• Work to be completed
In the entries below, find every line holding the string "display" and collect it.

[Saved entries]
################

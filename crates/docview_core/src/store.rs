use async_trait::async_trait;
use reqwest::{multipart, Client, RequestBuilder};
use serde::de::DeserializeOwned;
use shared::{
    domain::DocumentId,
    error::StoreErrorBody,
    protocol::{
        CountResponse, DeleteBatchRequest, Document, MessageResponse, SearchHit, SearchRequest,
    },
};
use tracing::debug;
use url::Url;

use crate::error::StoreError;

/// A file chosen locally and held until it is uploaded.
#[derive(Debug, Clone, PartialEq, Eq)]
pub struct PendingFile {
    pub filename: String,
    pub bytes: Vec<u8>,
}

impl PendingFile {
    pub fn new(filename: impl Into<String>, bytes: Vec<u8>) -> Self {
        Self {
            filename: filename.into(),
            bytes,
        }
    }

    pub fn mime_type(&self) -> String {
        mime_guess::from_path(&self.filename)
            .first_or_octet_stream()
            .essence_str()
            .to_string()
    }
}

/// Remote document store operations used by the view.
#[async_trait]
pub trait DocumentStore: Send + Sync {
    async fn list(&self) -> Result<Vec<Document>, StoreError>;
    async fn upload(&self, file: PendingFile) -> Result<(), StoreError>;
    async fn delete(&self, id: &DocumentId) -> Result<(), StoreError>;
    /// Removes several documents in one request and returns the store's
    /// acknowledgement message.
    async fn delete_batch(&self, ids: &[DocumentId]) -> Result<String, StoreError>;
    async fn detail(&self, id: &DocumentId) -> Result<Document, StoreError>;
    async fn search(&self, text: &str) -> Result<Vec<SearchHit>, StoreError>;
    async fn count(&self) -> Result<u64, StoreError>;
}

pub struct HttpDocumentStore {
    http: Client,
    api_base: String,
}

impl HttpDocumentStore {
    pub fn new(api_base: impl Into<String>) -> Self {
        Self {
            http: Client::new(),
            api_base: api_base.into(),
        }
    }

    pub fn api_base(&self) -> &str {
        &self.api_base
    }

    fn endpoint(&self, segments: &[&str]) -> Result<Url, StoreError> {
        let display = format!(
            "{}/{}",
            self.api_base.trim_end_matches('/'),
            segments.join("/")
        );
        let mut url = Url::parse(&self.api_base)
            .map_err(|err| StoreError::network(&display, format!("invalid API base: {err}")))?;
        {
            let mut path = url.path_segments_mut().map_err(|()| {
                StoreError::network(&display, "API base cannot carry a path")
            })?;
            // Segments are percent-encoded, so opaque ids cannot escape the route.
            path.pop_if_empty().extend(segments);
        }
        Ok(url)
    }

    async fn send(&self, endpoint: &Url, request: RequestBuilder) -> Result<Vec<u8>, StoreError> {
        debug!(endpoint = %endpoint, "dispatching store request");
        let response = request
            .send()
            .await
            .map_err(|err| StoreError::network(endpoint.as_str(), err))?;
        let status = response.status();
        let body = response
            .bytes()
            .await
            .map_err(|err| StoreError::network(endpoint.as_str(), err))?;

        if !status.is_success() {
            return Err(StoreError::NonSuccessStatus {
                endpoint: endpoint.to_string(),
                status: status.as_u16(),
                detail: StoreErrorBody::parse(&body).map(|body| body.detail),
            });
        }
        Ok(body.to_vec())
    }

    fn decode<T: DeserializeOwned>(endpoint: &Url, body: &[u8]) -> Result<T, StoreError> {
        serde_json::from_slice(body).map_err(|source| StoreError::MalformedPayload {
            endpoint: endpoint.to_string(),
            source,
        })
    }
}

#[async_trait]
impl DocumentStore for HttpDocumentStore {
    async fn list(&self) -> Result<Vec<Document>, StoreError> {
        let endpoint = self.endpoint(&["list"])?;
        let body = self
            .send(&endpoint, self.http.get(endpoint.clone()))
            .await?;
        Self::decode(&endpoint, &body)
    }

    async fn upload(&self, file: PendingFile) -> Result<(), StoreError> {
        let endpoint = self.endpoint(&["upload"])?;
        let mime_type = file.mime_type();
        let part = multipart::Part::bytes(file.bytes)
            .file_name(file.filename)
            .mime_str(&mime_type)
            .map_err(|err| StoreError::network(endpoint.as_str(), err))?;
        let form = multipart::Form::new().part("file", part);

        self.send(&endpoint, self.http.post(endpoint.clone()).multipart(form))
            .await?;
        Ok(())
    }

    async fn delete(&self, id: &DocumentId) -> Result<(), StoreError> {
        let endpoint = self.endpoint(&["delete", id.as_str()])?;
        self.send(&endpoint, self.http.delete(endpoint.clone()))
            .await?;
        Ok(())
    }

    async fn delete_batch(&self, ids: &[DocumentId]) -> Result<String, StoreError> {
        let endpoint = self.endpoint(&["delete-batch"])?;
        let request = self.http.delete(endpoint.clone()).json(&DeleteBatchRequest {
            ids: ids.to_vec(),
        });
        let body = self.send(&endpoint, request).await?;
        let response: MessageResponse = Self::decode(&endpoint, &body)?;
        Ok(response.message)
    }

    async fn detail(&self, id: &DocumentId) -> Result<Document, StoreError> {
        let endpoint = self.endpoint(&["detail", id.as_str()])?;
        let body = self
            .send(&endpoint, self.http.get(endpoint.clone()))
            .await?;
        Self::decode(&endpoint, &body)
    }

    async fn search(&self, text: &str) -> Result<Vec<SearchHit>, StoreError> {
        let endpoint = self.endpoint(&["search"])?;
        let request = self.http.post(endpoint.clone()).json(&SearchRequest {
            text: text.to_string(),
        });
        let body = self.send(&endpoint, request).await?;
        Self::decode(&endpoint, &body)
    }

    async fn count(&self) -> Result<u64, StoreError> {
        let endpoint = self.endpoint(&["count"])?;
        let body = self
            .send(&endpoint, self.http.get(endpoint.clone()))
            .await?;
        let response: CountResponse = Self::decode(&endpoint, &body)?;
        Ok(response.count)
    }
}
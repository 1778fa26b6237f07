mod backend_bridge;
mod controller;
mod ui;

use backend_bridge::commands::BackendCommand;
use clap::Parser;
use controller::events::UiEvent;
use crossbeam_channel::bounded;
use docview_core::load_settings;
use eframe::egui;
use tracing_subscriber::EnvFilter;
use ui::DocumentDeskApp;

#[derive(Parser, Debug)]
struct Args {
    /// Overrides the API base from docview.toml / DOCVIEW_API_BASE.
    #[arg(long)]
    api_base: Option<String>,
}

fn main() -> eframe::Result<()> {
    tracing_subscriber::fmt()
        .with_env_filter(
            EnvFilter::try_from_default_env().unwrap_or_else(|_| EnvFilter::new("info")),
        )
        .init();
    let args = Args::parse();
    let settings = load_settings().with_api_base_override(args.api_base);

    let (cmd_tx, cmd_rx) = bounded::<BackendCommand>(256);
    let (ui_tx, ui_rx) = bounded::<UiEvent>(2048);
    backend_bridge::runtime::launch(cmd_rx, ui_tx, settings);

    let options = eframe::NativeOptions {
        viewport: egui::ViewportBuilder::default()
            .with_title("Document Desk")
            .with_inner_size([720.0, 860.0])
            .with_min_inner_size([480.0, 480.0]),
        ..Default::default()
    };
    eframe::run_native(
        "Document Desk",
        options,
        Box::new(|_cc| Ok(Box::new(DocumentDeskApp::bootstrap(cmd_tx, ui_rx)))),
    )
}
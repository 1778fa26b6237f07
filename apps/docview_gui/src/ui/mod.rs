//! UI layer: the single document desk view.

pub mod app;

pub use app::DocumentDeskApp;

################

• Exercise result
        let display = format!(
            .map_err(|err| StoreError::network(&display, format!("invalid API base: {err}")))?;
                StoreError::network(&display, "API base cannot carry a path")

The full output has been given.